510 yıldır tarihe şehadet ediyor

510 yıldır tarihe tanıklık ediyor

Asırlar evvel inşa edilen tarihi cami mimarisi ile namına hayran bırakıyor

KASTAMONU – Kastamonu’da 1513 yılında inşa edilen ve orijinal mimarisi asırlardır masun Yakupağa Camii, manevi iklimi ve tarihi dokusu ile kendisine hayran bırakıyor.

Kastamonu’da, Güç Melik Selim’in hocası Halimi Çelebi aracılığıyla 1513 yılında nesir edilen ve 1547’da Kanuni Melik Süleyman’ın kaynak reisi Yakup Ağabey tarafından onarılarak bugünkü halini düzlük Yakupağa Camii, 510 yıldır tarihe şahitlik ediyor. Yakup Ağabey tarafından düz yazı edilen külliye içerisinde, kesme taştan yapılan ve kubbeleri kurşunla örtülen tarihi caminin mimarisi asırlardır korunuyor. Yapı tekniği ile özen çeken cami, fakülte, imarethane ve sıbyan mektebine cemaat benzeri külliyede saha alması sebebiyle üstelik dikkat çekiyor. Caminin ahşap ahşap kapısı, sedef hastalığı işçiliği ile görenleri hayran bırakıyor. Oyma sanatının sunu gür örneklerinden biri olan husus üzerinde ise “bu Cami’nin kapısı temas ant sevinçle açılsın” ve “ego Allah’ın birliğine şahadet ederim” yazıları saha alıyor.

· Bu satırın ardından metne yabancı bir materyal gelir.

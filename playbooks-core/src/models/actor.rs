use serde::{Deserialize, Serialize};
use std::collections::HashSet;
use std::str::FromStr;

/// Capabilities resolved for an actor by the authentication layer.
#[derive(Debug, Clone, Copy, PartialEq, Eq, Hash, Serialize, Deserialize)]
#[serde(rename_all = "snake_case")]
pub enum Capability {
    /// System-level playbook administration; implies every other capability.
    PlaybookAdmin,
    /// Edit playbook fields and metrics.
    ManagePlaybook,
    /// Broadcast to any channel without being a member of it.
    BroadcastToAnyChannel,
    ViewPlaybook,
}

impl Capability {
    pub fn implies(&self, other: &Capability) -> bool {
        match self {
            Capability::PlaybookAdmin => true,
            Capability::ManagePlaybook => {
                matches!(other, Capability::ManagePlaybook | Capability::ViewPlaybook)
            }
            _ => self == other,
        }
    }
}

impl std::fmt::Display for Capability {
    fn fmt(&self, f: &mut std::fmt::Formatter<'_>) -> std::fmt::Result {
        match self {
            Capability::PlaybookAdmin => write!(f, "playbook_admin"),
            Capability::ManagePlaybook => write!(f, "manage_playbook"),
            Capability::BroadcastToAnyChannel => write!(f, "broadcast_to_any_channel"),
            Capability::ViewPlaybook => write!(f, "view_playbook"),
        }
    }
}

impl FromStr for Capability {
    type Err = String;

    fn from_str(s: &str) -> Result<Self, Self::Err> {
        match s.trim().to_lowercase().replace('-', "_").as_str() {
            "playbook_admin" | "admin" => Ok(Capability::PlaybookAdmin),
            "manage_playbook" | "manage" => Ok(Capability::ManagePlaybook),
            "broadcast_to_any_channel" | "broadcast" => Ok(Capability::BroadcastToAnyChannel),
            "view_playbook" | "view" => Ok(Capability::ViewPlaybook),
            other => Err(format!("unknown capability '{}'", other)),
        }
    }
}

/// An already-authenticated caller. The engine never re-checks identity.
#[derive(Debug, Clone, Serialize, Deserialize)]
pub struct Actor {
    pub user_id: String,
    pub capabilities: HashSet<Capability>,
}

impl Actor {
    pub fn new(user_id: impl Into<String>) -> Self {
        Self {
            user_id: user_id.into(),
            capabilities: HashSet::new(),
        }
    }

    pub fn with_capability(mut self, capability: Capability) -> Self {
        self.capabilities.insert(capability);
        self
    }

    pub fn with_capabilities(mut self, capabilities: impl IntoIterator<Item = Capability>) -> Self {
        self.capabilities.extend(capabilities);
        self
    }

    pub fn has_capability(&self, capability: Capability) -> bool {
        self.capabilities
            .iter()
            .any(|granted| granted.implies(&capability))
    }
}
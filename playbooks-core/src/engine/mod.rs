//! The update pipeline: diff, structural validation, field-level
//! authorization and the orchestrator that persists the result.

mod diff;
mod orchestrator;
mod policy;
mod validate;

pub use diff::{diff_playbook, FieldChange, FieldValue, PlaybookDiff};
pub use orchestrator::{MutationOrchestrator, MutationStage, UpdateOutcome};
pub use policy::{rules_for, FieldRule, PolicyDecision, PolicyEvaluator, FIELD_RULES};
pub use validate::StructuralValidator;
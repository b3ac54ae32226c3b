#![allow(clippy::useless_format)]

use clap::{Parser, Subcommand};
use colored::Colorize;
use playbooks_core::{applied_migrations, open_pool, CliErrorDisplay, LoggingConfig, PlaybookError};
use std::path::PathBuf;
use std::process::ExitCode;
use tracing_subscriber::{fmt, layer::SubscriberExt, util::SubscriberInitExt, EnvFilter};

mod commands;
mod config;

use commands::{
    cmd_import, cmd_list, cmd_show, cmd_update, handle_metrics_command, CommandContext,
    MetricsCommand,
};
use config::{load_config, mask_password};

const VERSION: &str = env!("CARGO_PKG_VERSION");

#[derive(Parser)]
#[command(name = "playbooks")]
#[command(version = VERSION)]
#[command(about = "Inspect and update playbooks with field-level authorization")]
#[command(long_about = r#"
Playbooks are reusable incident-response templates: broadcast channels,
webhooks, a default owner and a small set of tracked metrics.

Every update is diffed against the stored playbook, validated, and then
authorized field by field for the acting user. Use 'playbooks init' to run
database migrations, or pass --demo to work against a seeded in-memory store.
"#)]
struct Cli {
    #[command(subcommand)]
    command: Commands,

    #[arg(short, long, global = true)]
    verbose: bool,

    #[arg(long, global = true, help = "Path to a configuration file")]
    config: Option<PathBuf>,

    #[arg(
        short,
        long,
        global = true,
        env = "PLAYBOOKS_USER",
        default_value = "cli",
        help = "User id to act as"
    )]
    user: String,

    #[arg(
        short,
        long = "capability",
        global = true,
        help = "Capability granted to the acting user (repeatable): admin, manage, broadcast, view"
    )]
    capabilities: Vec<String>,

    #[arg(
        short,
        long,
        global = true,
        default_value = "text",
        help = "Output format (text, json)"
    )]
    format: String,

    #[arg(long, global = true, help = "Use a seeded in-memory store instead of Postgres")]
    demo: bool,
}

#[derive(Subcommand)]
enum Commands {
    #[command(about = "Initialize the database and run migrations")]
    Init,

    #[command(about = "Show a playbook with its metrics")]
    Show {
        #[arg(help = "Playbook id")]
        id: String,
    },

    #[command(about = "List playbooks ordered by title")]
    List,

    #[command(about = "Apply a sparse update from a JSON or YAML file")]
    Update {
        #[arg(help = "Playbook id")]
        id: String,

        #[arg(long, help = "Update document (.json, .yaml, .yml, or - for stdin JSON)")]
        file: PathBuf,
    },

    #[command(about = "Create a playbook from a JSON or YAML file")]
    Import {
        #[arg(long, help = "Playbook document (.json, .yaml, .yml)")]
        file: PathBuf,
    },

    #[command(about = "Add, update or delete playbook metrics")]
    Metrics {
        #[command(subcommand)]
        action: MetricsCommand,
    },

    #[command(about = "Show version information")]
    Version,
}

#[tokio::main]
async fn main() -> ExitCode {
    let cli = Cli::parse();

    let logging = load_config(cli.config.as_deref())
        .map(|c| c.logging)
        .unwrap_or_default();
    init_logging(cli.verbose, &logging);

    match run(cli).await {
        Ok(_) => ExitCode::SUCCESS,
        Err(e) => {
            match e.downcast_ref::<PlaybookError>() {
                Some(err) => eprint!("{}: {}", "Error".red().bold(), CliErrorDisplay::new(err)),
                None => eprintln!("{}: {:#}", "Error".red().bold(), e),
            }
            ExitCode::FAILURE
        }
    }
}

fn init_logging(verbose: bool, logging: &LoggingConfig) {
    let filter = if verbose {
        EnvFilter::try_from_default_env().unwrap_or_else(|_| EnvFilter::new("debug"))
    } else {
        logging.env_filter()
    };

    let registry = tracing_subscriber::registry().with(filter);
    if logging.json_format {
        registry
            .with(fmt::layer().json().with_writer(std::io::stderr))
            .init();
    } else {
        registry
            .with(fmt::layer().with_target(false).with_writer(std::io::stderr))
            .init();
    }
}

async fn run(cli: Cli) -> anyhow::Result<()> {
    match cli.command {
        Commands::Init => cmd_init(cli.config.as_deref()).await,
        Commands::Version => cmd_version(),
        command => {
            let ctx = CommandContext::build(
                cli.config.as_deref(),
                &cli.user,
                &cli.capabilities,
                &cli.format,
                cli.demo,
            )
            .await?;

            match command {
                Commands::Show { id } => cmd_show(&ctx, &id).await,
                Commands::List => cmd_list(&ctx).await,
                Commands::Update { id, file } => cmd_update(&ctx, &id, &file).await,
                Commands::Import { file } => cmd_import(&ctx, &file).await,
                Commands::Metrics { action } => handle_metrics_command(&ctx, action).await,
                Commands::Init | Commands::Version => Ok(()),
            }
        }
    }
}

async fn cmd_init(config_path: Option<&std::path::Path>) -> anyhow::Result<()> {
    println!("{}", "Initializing playbooks database...".cyan().bold());
    println!();

    let config = load_config(config_path)?;
    println!(
        "  {} Database URL: {}",
        "→".blue(),
        mask_password(&config.database.url)
    );

    println!("  {} Connecting and running migrations...", "→".blue());
    let pool = open_pool(&config.database, true).await?;
    let applied = applied_migrations(&pool).await?;
    println!("  {} Schema migrations applied: {}", "→".blue(), applied);

    pool.close().await;

    println!();
    println!(
        "{} {}",
        "✓".green().bold(),
        "Database initialized successfully!".green()
    );

    Ok(())
}

fn cmd_version() -> anyhow::Result<()> {
    println!("playbooks {}", VERSION);
    Ok(())
}
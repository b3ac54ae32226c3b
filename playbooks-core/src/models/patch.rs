use serde::{Deserialize, Deserializer, Serialize, Serializer};

/// Three-way update for a single field.
///
/// On the wire an absent key is `Keep`, an explicit `null` is `Clear`, and any
/// other value is `Set`. Containers must mark patch fields with
/// `#[serde(default, skip_serializing_if = "Patch::is_keep")]`.
#[derive(Debug, Clone, PartialEq, Eq, Default)]
pub enum Patch<T> {
    /// No change requested.
    #[default]
    Keep,
    /// Reset the field to its empty value.
    Clear,
    Set(T),
}

impl<T> Patch<T> {
    pub fn is_keep(&self) -> bool {
        matches!(self, Patch::Keep)
    }

    pub fn as_ref(&self) -> Patch<&T> {
        match self {
            Patch::Keep => Patch::Keep,
            Patch::Clear => Patch::Clear,
            Patch::Set(v) => Patch::Set(v),
        }
    }

    pub fn set_value(&self) -> Option<&T> {
        match self {
            Patch::Set(v) => Some(v),
            _ => None,
        }
    }
}

impl<T: Clone + Default> Patch<T> {
    /// The value the field would hold after the patch, for non-nullable fields.
    pub fn proposed(&self, current: &T) -> T {
        match self {
            Patch::Keep => current.clone(),
            Patch::Clear => T::default(),
            Patch::Set(v) => v.clone(),
        }
    }
}

impl<T: Clone> Patch<T> {
    /// The value the field would hold after the patch, for nullable fields.
    pub fn proposed_option(&self, current: &Option<T>) -> Option<T> {
        match self {
            Patch::Keep => current.clone(),
            Patch::Clear => None,
            Patch::Set(v) => Some(v.clone()),
        }
    }
}

impl<T> From<Option<T>> for Patch<T> {
    fn from(value: Option<T>) -> Self {
        match value {
            Some(v) => Patch::Set(v),
            None => Patch::Keep,
        }
    }
}

impl<T: Serialize> Serialize for Patch<T> {
    fn serialize<S>(&self, serializer: S) -> Result<S::Ok, S::Error>
    where
        S: Serializer,
    {
        match self {
            // Keep is skipped by the container; Clear travels as null.
            Patch::Keep | Patch::Clear => serializer.serialize_none(),
            Patch::Set(v) => v.serialize(serializer),
        }
    }
}

impl<'de, T: Deserialize<'de>> Deserialize<'de> for Patch<T> {
    fn deserialize<D>(deserializer: D) -> Result<Self, D::Error>
    where
        D: Deserializer<'de>,
    {
        let opt: Option<T> = Option::deserialize(deserializer)?;
        Ok(match opt {
            None => Patch::Clear,
            Some(v) => Patch::Set(v),
        })
    }
}
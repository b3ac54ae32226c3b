use chrono::{DateTime, Utc};
use serde::{Deserialize, Serialize};
use uuid::Uuid;

use super::patch::Patch;
use crate::metrics::MetricCollection;
use crate::models::Metric;

#[derive(Debug, Clone, PartialEq, Eq, Hash, PartialOrd, Ord, Serialize, Deserialize)]
#[serde(transparent)]
pub struct PlaybookId(String);

impl PlaybookId {
    pub fn new(id: impl Into<String>) -> Self {
        Self(id.into())
    }

    pub fn generate() -> Self {
        Self(Uuid::new_v4().simple().to_string())
    }

    pub fn as_str(&self) -> &str {
        &self.0
    }
}

impl std::fmt::Display for PlaybookId {
    fn fmt(&self, f: &mut std::fmt::Formatter<'_>) -> std::fmt::Result {
        write!(f, "{}", self.0)
    }
}

impl From<&str> for PlaybookId {
    fn from(id: &str) -> Self {
        Self(id.to_string())
    }
}

impl From<String> for PlaybookId {
    fn from(id: String) -> Self {
        Self(id)
    }
}

#[derive(Debug, Clone, PartialEq, Serialize, Deserialize)]
#[serde(rename_all = "camelCase")]
pub struct Playbook {
    pub id: PlaybookId,
    pub team_id: String,
    pub title: String,
    pub description: String,
    #[serde(rename = "defaultOwnerID")]
    pub default_owner_id: Option<String>,
    pub default_owner_enabled: bool,
    pub broadcast_enabled: bool,
    #[serde(rename = "broadcastChannelIDs")]
    pub broadcast_channel_ids: Vec<String>,
    pub webhook_on_creation_enabled: bool,
    #[serde(rename = "webhookOnCreationURLs")]
    pub webhook_on_creation_urls: Vec<String>,
    pub metrics: MetricCollection,
    /// Bumped on every successful save; used for optimistic concurrency.
    pub version: i64,
    pub created_at: DateTime<Utc>,
    pub updated_at: DateTime<Utc>,
}

impl Playbook {
    pub fn new(team_id: impl Into<String>, title: impl Into<String>) -> Self {
        let now = Utc::now();
        Self {
            id: PlaybookId::generate(),
            team_id: team_id.into(),
            title: title.into(),
            description: String::new(),
            default_owner_id: None,
            default_owner_enabled: false,
            broadcast_enabled: false,
            broadcast_channel_ids: Vec::new(),
            webhook_on_creation_enabled: false,
            webhook_on_creation_urls: Vec::new(),
            metrics: MetricCollection::new(),
            version: 0,
            created_at: now,
            updated_at: now,
        }
    }

    pub fn with_id(mut self, id: impl Into<PlaybookId>) -> Self {
        self.id = id.into();
        self
    }

    pub fn with_description(mut self, description: impl Into<String>) -> Self {
        self.description = description.into();
        self
    }

    pub fn with_default_owner(mut self, owner_id: impl Into<String>) -> Self {
        self.default_owner_id = Some(owner_id.into());
        self
    }

    pub fn with_broadcast_channels(mut self, channel_ids: Vec<String>) -> Self {
        self.broadcast_channel_ids = channel_ids;
        self
    }

    pub fn with_webhooks(mut self, enabled: bool, urls: Vec<String>) -> Self {
        self.webhook_on_creation_enabled = enabled;
        self.webhook_on_creation_urls = urls;
        self
    }

    pub fn with_metric(mut self, metric: Metric) -> Self {
        // Builder input comes from trusted fixtures; a duplicate id keeps the first.
        let _ = self.metrics.push(metric);
        self
    }
}

/// Every playbook field a [`PlaybookUpdate`] can touch.
#[derive(Debug, Clone, Copy, PartialEq, Eq, Hash, PartialOrd, Ord, Serialize, Deserialize)]
#[serde(rename_all = "snake_case")]
pub enum PlaybookField {
    Title,
    Description,
    DefaultOwnerId,
    DefaultOwnerEnabled,
    BroadcastEnabled,
    BroadcastChannelIds,
    WebhookOnCreationEnabled,
    WebhookOnCreationUrls,
}

impl PlaybookField {
    pub const ALL: [PlaybookField; 8] = [
        PlaybookField::Title,
        PlaybookField::Description,
        PlaybookField::DefaultOwnerId,
        PlaybookField::DefaultOwnerEnabled,
        PlaybookField::BroadcastEnabled,
        PlaybookField::BroadcastChannelIds,
        PlaybookField::WebhookOnCreationEnabled,
        PlaybookField::WebhookOnCreationUrls,
    ];

    /// The API name of the field.
    pub fn as_str(&self) -> &'static str {
        match self {
            PlaybookField::Title => "title",
            PlaybookField::Description => "description",
            PlaybookField::DefaultOwnerId => "defaultOwnerID",
            PlaybookField::DefaultOwnerEnabled => "defaultOwnerEnabled",
            PlaybookField::BroadcastEnabled => "broadcastEnabled",
            PlaybookField::BroadcastChannelIds => "broadcastChannelIDs",
            PlaybookField::WebhookOnCreationEnabled => "webhookOnCreationEnabled",
            PlaybookField::WebhookOnCreationUrls => "webhookOnCreationURLs",
        }
    }
}

impl std::fmt::Display for PlaybookField {
    fn fmt(&self, f: &mut std::fmt::Formatter<'_>) -> std::fmt::Result {
        write!(f, "{}", self.as_str())
    }
}

/// Sparse update for a playbook. Every field defaults to [`Patch::Keep`].
#[derive(Debug, Clone, Default, PartialEq, Eq, Serialize, Deserialize)]
#[serde(rename_all = "camelCase", deny_unknown_fields)]
pub struct PlaybookUpdate {
    #[serde(default, skip_serializing_if = "Patch::is_keep")]
    pub title: Patch<String>,

    #[serde(default, skip_serializing_if = "Patch::is_keep")]
    pub description: Patch<String>,

    #[serde(
        default,
        rename = "defaultOwnerID",
        skip_serializing_if = "Patch::is_keep"
    )]
    pub default_owner_id: Patch<String>,

    #[serde(default, skip_serializing_if = "Patch::is_keep")]
    pub default_owner_enabled: Patch<bool>,

    #[serde(default, skip_serializing_if = "Patch::is_keep")]
    pub broadcast_enabled: Patch<bool>,

    #[serde(
        default,
        rename = "broadcastChannelIDs",
        skip_serializing_if = "Patch::is_keep"
    )]
    pub broadcast_channel_ids: Patch<Vec<String>>,

    #[serde(default, skip_serializing_if = "Patch::is_keep")]
    pub webhook_on_creation_enabled: Patch<bool>,

    #[serde(
        default,
        rename = "webhookOnCreationURLs",
        skip_serializing_if = "Patch::is_keep"
    )]
    pub webhook_on_creation_urls: Patch<Vec<String>>,
}

impl PlaybookUpdate {
    pub fn new() -> Self {
        Self::default()
    }

    pub fn title(mut self, title: impl Into<String>) -> Self {
        self.title = Patch::Set(title.into());
        self
    }

    pub fn description(mut self, description: impl Into<String>) -> Self {
        self.description = Patch::Set(description.into());
        self
    }

    pub fn default_owner(mut self, owner_id: impl Into<String>) -> Self {
        self.default_owner_id = Patch::Set(owner_id.into());
        self
    }

    pub fn clear_default_owner(mut self) -> Self {
        self.default_owner_id = Patch::Clear;
        self
    }

    pub fn broadcast_enabled(mut self, enabled: bool) -> Self {
        self.broadcast_enabled = Patch::Set(enabled);
        self
    }

    pub fn broadcast_channels<I, S>(mut self, channel_ids: I) -> Self
    where
        I: IntoIterator<Item = S>,
        S: Into<String>,
    {
        self.broadcast_channel_ids =
            Patch::Set(channel_ids.into_iter().map(Into::into).collect());
        self
    }

    pub fn webhook_on_creation_enabled(mut self, enabled: bool) -> Self {
        self.webhook_on_creation_enabled = Patch::Set(enabled);
        self
    }

    pub fn webhook_on_creation_urls<I, S>(mut self, urls: I) -> Self
    where
        I: IntoIterator<Item = S>,
        S: Into<String>,
    {
        self.webhook_on_creation_urls = Patch::Set(urls.into_iter().map(Into::into).collect());
        self
    }

    /// Fields the request mentions at all, whether or not they would change.
    pub fn requested_fields(&self) -> Vec<PlaybookField> {
        PlaybookField::ALL
            .into_iter()
            .filter(|field| !self.is_keep(*field))
            .collect()
    }

    pub fn is_empty(&self) -> bool {
        self.requested_fields().is_empty()
    }

    fn is_keep(&self, field: PlaybookField) -> bool {
        match field {
            PlaybookField::Title => self.title.is_keep(),
            PlaybookField::Description => self.description.is_keep(),
            PlaybookField::DefaultOwnerId => self.default_owner_id.is_keep(),
            PlaybookField::DefaultOwnerEnabled => self.default_owner_enabled.is_keep(),
            PlaybookField::BroadcastEnabled => self.broadcast_enabled.is_keep(),
            PlaybookField::BroadcastChannelIds => self.broadcast_channel_ids.is_keep(),
            PlaybookField::WebhookOnCreationEnabled => self.webhook_on_creation_enabled.is_keep(),
            PlaybookField::WebhookOnCreationUrls => self.webhook_on_creation_urls.is_keep(),
        }
    }
}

“Yazları haddinden fazla yoğun konuk ağırlıyoruz”

Yakupağa Camii’nin tarihi ile ilişkin vukuf veren Yakupağa Camii İmam Hatibi Şerafettin Çetinkaya, “Kastamonu, Türk İslam sunma mefret örneklerinin bulunduğu şehirlerden ayrımsız tanesi. Gün Batısı Karadeniz’bile mevcut ilimizi 1461 yılında Fatih Padişah Mehmet, Trabzon seferine giderken Osmanlı topraklarına katmış. Nedeniyle Kastamonu’da Selçuki, Candaroğulları Beyliği ve Osmanı döneminden kalma bir nice yayın bulunmakta. Bu eserlerden aynı tanesi bile Osmanlı’dan gümüze vukuf etmiş Yakupağa Külliyesi ve arkamdaki camidir. Yakupağa Camii, 1513 yılında Halimi Çelebi marifetiyle işlenmiş. Halimi Çelebi Osmanlı devletinin yükseliş padişahlarından biri olan, Ağır Hükümdar Selim’in hocalarından, kendisi de Kastamonuludur. Zımnında bu camiyi yapmış, tıpkısı zamanda külliyenin zir tarafında kâin külliyeyi nesir etmiş. 1547 tarihinde Kanuni Odalık Süleyman’ın hazine sorumlusu Yakupağa bu camiye sınırlı varidat aktarmış, muhtemelen bağışlar angaje. Günümüzde külliyenin önündeki depar kefeli yokuşu adıyla bilinir. Zımnında Kırım’ın Kefe kazasından buraya gelir bağlanmış. Caminin kapısında, ‘bu camiye giren emanet bahtiyar ve Sevinçli aynı şekilde ayrılsın’ ifadesi de yazılıdır. Yazları çokça yoğun mihman ağırlıyoruz. Kışları mülakat anlamında çokça kısıtlı berenarı dilimlerine giriyoruz” dedi.